SOURCE INFORMATION:
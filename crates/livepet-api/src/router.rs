//! Route definitions for the Livepet share API.
//!
//! All routes are mounted under `/api`. The router receives `AppState` and
//! passes it to all handlers via Axum's `State` extractor.

use axum::{
    Router, middleware as axum_middleware,
    routing::{get, post},
};

use crate::handlers;
use crate::middleware;
use crate::state::AppState;

/// Build the API router with all routes and per-route middleware.
pub fn build_router(state: AppState) -> Router {
    let api_routes = Router::new()
        .merge(health_routes())
        .merge(owner_share_routes())
        .merge(public_share_routes(state.clone()));

    Router::new()
        .nest("/api", api_routes)
        .layer(axum_middleware::from_fn(middleware::logging::request_logging))
        .with_state(state)
}

fn health_routes() -> Router<AppState> {
    Router::new().route("/health", get(handlers::health::health))
}

/// Owner endpoints; every handler takes an `AuthUser`.
fn owner_share_routes() -> Router<AppState> {
    Router::new()
        .route("/pets/{pet_id}/shares", post(handlers::share::create_share))
        .route("/shares", get(handlers::share::list_shares))
        .route("/shares/{id}", get(handlers::share::get_share))
        .route("/shares/{id}/revoke", post(handlers::share::revoke_share))
        .route("/shares/{id}/access-logs", get(handlers::share::access_logs))
}

/// Anonymous recipient endpoints, rate limited per client and, for code
/// verification, per share token.
fn public_share_routes(state: AppState) -> Router<AppState> {
    Router::new()
        .route("/shared/health/{token}", get(handlers::shared::resolve_share))
        .route(
            "/shared/health/{token}/verify",
            post(handlers::shared::verify_code).route_layer(axum_middleware::from_fn_with_state(
                state.clone(),
                middleware::rate_limit::code_attempt_rate_limit,
            )),
        )
        .route_layer(axum_middleware::from_fn_with_state(
            state,
            middleware::rate_limit::share_rate_limit,
        ))
}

PROBLEM TO SOLVE:
The answer should be one number: how many lines in the data contain the word "merge".

WRITTEN REPLY:
3